BEGIN

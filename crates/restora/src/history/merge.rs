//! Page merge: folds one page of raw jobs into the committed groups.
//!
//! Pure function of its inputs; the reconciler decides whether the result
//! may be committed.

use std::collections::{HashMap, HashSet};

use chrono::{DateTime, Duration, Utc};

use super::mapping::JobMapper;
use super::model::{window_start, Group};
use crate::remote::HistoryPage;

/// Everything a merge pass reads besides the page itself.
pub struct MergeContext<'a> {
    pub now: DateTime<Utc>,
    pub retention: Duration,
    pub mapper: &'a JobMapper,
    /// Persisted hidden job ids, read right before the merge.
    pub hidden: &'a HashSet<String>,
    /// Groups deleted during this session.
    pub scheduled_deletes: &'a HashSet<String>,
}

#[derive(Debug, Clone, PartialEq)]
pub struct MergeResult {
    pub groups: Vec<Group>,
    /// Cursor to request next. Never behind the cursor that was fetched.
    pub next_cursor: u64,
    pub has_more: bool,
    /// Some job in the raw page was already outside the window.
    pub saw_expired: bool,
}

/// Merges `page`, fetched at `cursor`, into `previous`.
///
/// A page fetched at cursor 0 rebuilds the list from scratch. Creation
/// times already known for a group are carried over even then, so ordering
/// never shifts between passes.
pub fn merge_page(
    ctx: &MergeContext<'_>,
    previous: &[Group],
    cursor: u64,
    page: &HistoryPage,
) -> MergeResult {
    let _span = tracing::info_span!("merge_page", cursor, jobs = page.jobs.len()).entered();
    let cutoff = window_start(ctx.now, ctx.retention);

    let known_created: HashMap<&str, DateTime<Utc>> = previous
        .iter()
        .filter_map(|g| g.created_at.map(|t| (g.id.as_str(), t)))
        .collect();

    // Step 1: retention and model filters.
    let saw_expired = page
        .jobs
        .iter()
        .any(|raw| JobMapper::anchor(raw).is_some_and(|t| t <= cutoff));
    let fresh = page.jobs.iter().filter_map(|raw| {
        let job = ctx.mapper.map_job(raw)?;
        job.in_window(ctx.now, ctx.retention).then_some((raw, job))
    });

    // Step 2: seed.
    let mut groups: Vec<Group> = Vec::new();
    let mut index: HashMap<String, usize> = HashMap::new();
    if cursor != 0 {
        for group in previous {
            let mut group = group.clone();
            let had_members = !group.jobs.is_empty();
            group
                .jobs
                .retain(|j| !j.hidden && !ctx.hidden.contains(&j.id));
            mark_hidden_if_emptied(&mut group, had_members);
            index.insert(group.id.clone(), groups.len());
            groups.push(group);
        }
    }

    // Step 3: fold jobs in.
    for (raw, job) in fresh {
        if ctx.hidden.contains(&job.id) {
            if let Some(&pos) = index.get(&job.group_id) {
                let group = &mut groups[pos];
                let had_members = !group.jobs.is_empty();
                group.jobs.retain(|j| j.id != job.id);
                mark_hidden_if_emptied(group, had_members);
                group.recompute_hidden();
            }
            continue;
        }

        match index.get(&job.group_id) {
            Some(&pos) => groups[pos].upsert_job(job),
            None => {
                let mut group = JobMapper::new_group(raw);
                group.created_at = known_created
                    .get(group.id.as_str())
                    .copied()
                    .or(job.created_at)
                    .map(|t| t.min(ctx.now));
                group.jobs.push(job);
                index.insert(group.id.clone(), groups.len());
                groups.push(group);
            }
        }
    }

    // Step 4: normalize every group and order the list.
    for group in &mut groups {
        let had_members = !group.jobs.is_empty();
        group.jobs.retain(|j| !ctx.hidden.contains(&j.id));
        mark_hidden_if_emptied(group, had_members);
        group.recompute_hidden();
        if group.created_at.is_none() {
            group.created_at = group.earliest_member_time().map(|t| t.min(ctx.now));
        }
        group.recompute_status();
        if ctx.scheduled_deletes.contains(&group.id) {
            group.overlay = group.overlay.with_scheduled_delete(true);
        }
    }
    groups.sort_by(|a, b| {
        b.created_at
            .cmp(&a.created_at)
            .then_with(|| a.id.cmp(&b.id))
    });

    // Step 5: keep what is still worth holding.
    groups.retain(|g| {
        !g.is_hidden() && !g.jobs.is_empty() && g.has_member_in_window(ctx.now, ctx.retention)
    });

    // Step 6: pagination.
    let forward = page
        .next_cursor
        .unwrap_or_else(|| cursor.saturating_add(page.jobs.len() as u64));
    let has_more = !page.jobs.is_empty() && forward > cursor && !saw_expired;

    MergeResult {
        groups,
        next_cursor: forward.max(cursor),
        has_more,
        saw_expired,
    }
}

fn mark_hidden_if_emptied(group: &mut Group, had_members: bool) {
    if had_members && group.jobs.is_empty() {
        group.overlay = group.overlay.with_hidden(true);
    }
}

END
BEGIN

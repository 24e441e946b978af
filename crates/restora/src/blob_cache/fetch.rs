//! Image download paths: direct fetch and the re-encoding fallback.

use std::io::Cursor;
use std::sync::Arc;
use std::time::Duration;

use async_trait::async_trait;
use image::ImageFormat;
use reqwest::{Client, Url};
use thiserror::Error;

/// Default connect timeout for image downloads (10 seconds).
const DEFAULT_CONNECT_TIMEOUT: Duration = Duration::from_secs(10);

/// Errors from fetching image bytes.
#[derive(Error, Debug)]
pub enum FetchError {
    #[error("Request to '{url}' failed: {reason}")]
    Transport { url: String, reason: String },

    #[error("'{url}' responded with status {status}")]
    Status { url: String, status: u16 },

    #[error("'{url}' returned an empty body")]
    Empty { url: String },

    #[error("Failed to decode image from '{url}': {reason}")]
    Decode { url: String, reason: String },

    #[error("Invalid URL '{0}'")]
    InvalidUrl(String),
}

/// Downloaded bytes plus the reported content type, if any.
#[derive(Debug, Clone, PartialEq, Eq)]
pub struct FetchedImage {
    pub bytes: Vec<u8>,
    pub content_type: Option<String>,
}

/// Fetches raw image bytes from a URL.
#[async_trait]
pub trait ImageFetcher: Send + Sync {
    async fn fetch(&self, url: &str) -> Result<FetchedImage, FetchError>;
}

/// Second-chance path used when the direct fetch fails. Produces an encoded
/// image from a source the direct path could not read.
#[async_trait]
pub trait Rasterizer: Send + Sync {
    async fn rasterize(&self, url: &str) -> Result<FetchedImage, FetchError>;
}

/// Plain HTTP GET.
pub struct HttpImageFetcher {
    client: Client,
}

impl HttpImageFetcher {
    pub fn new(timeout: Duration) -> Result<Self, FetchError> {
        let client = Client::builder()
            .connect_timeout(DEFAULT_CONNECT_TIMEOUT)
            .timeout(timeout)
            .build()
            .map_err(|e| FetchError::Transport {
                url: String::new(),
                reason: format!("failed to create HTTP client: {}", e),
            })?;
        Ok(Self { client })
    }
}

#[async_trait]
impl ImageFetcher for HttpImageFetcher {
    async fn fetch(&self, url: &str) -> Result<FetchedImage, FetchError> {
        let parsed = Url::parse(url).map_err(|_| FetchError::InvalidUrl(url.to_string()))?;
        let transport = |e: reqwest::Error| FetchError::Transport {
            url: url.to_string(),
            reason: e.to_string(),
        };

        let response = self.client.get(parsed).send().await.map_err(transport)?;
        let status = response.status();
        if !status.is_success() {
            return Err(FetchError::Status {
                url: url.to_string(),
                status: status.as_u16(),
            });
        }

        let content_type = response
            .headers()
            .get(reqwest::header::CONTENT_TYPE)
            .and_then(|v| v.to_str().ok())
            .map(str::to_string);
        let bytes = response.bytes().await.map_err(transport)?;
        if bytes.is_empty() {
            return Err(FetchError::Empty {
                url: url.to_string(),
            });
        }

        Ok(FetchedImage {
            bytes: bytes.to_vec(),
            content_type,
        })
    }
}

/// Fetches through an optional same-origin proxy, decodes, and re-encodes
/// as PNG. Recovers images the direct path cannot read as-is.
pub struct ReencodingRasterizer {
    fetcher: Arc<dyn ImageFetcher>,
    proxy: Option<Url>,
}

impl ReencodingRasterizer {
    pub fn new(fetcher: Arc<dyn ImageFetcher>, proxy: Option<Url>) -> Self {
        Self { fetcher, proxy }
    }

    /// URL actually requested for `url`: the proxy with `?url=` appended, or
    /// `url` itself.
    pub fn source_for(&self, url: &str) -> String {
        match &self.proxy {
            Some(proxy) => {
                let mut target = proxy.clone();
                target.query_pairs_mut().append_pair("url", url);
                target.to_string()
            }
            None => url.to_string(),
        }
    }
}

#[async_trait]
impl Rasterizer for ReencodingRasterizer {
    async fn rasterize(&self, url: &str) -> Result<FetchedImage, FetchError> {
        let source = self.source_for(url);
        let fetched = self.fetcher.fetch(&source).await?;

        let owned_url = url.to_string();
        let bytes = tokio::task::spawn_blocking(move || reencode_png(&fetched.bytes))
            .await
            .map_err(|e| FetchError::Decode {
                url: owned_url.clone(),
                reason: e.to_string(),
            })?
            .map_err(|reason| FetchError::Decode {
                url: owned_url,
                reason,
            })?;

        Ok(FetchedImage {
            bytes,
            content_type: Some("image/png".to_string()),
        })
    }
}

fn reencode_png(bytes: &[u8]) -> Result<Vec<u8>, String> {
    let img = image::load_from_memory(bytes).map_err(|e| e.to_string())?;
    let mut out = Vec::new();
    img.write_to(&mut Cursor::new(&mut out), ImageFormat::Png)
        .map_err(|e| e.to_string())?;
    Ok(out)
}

END

◆ **TASK BRIEF**
Set down only the lines above that fall between the line holding "impl ImageFetcher for" and the line holding "let transport = |e: reqwest::Error|", inclusive, keeping each exact.

◆ **EXERCISE ANSWER**
impl ImageFetcher for HttpImageFetcher {
    async fn fetch(&self, url: &str) -> Result<FetchedImage, FetchError> {
        let parsed = Url::parse(url).map_err(|_| FetchError::InvalidUrl(url.to_string()))?;
        let transport = |e: reqwest::Error| FetchError::Transport {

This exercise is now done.